Oggi riunione della commissione medico-scientifica per stabilire come ripartire Il 23 aprile l’Uefa deciderà il percorso per finire la stagione delle coppe europee
ROMA. Venti giorni e il calcio pensa di rimettersi in moto per tornare a giocare. Se e come lo farà è un rebus ancora tutto da decifrare, ma visto che lo stop agli allenamenti ha come scadenza il 3 maggio, sempre che non arrivino proroghe del governo a causa dell'emergenza coronavirus, l'obiettivo è farsi trovare pronti in caso di via libera. Il calcio, un po’ come in tutta Europa, spinge per ripartire: ma la palla sta alla politica per il via libera. La strada è in salita tra leghe con interessi - soprattutto economici - molto diversi, e club contrapposti con alcuni che premono e altri che frenano. Il tutto senza contare gli ostacoli organizzativi al momento della ripresa dell'attività vista la necessità di rispettare i nuovi princìpi inseriti nei protocolli di sicurezza in via di definizione in queste ore. La commissione medico-scientifica istituita in federcalcio si riunirà oggi in videoconferenza proprio per fare il punto della situazione. Le conclusioni del gruppo di lavoro presieduto dal professor Zeppilli arriveranno dopo aver raccolto le relazioni pervenute dalle differenti componenti e dai quattro esperti infettivologi esterni alla commissione. In questa fase verranno indicate solo le linee guida per la ripresa degli allenamenti in condizioni di totale sicurezza. L'idea sulla quale si sta ragionando è imporre una sorta di «lungo ritiro» in cui tenere isolate squadre e addetti ai lavori (staff tecnico e sanitario, fisioterapisti, magazzinieri) per ridurre così il più possibile il rischio contagio. Il cronoprogramma prevede quindi di cominciare gli esami dal 27 aprile, il ritorno in campo per gli allenamenti dal 4 maggio, e la ripartenza del campionato nell'ultimo week end del mese. «Il calcio è un gioco che mette a contatto diverse persone, anche se giovani, e se si giocasse sarebbe bene farlo magari a porte chiuse», ha ribadito Giovanni Rezza, direttore del Dipartimento di Malattie Infettive dell'Istituto Superiore di Sanità, sottolineando che «qualora il Governo decidesse di riaprire anche alcune attività ricreative, come quelle sportive, allora l'importante è che si facciano in sicurezza».
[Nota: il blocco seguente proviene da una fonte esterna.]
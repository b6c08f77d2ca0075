use async_trait::async_trait;
use sqlx::PgPool;
use tracing::error;
use uuid::Uuid;

use crate::domain::error::DomainError;
use crate::domain::location::Location;

#[async_trait]
pub trait LocationRepository: Send + Sync {
    async fn find_by_id(&self, id: Uuid) -> Result<Option<Location>, DomainError>;
}

#[derive(Clone)]
pub struct PostgresLocationRepository {
    pool: PgPool,
}

impl PostgresLocationRepository {
    pub fn new(pool: PgPool) -> Self {
        Self { pool }
    }
}

#[async_trait]
impl LocationRepository for PostgresLocationRepository {
    async fn find_by_id(&self, id: Uuid) -> Result<Option<Location>, DomainError> {
        sqlx::query_as::<_, Location>(
            r#"
            SELECT id, name, is_published, created_at
            FROM locations
            WHERE id = $1
            "#,
        )
        .bind(id)
        .fetch_optional(&self.pool)
        .await
        .map_err(|e| {
            error!("db error find location {}: {}", id, e);
            DomainError::Internal(e.to_string())
        })
    }
}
E le coppe Europee? Secondo il Mundo Deportivo potrebbe esserci una novità. Per la Champions – così come per l’Europa League – torna in auge, infatti, l’ipotesi di un concentramento con le otto squadre iscritte ai quarti (l’Atalanta tra queste, in attesa dei risultati delle sfide di ritorno di Juventus e Napoli). Una final eight da disputare in una città che abbia la capacità di ospitare un torneo di questo tipo e che non sia tra quelle maggiormente colpite dal Covid-19.
Il 23 aprile è in programma la riunione dell’Uefa per capire quale sarà il percorso del finale di stagione delle coppe europee.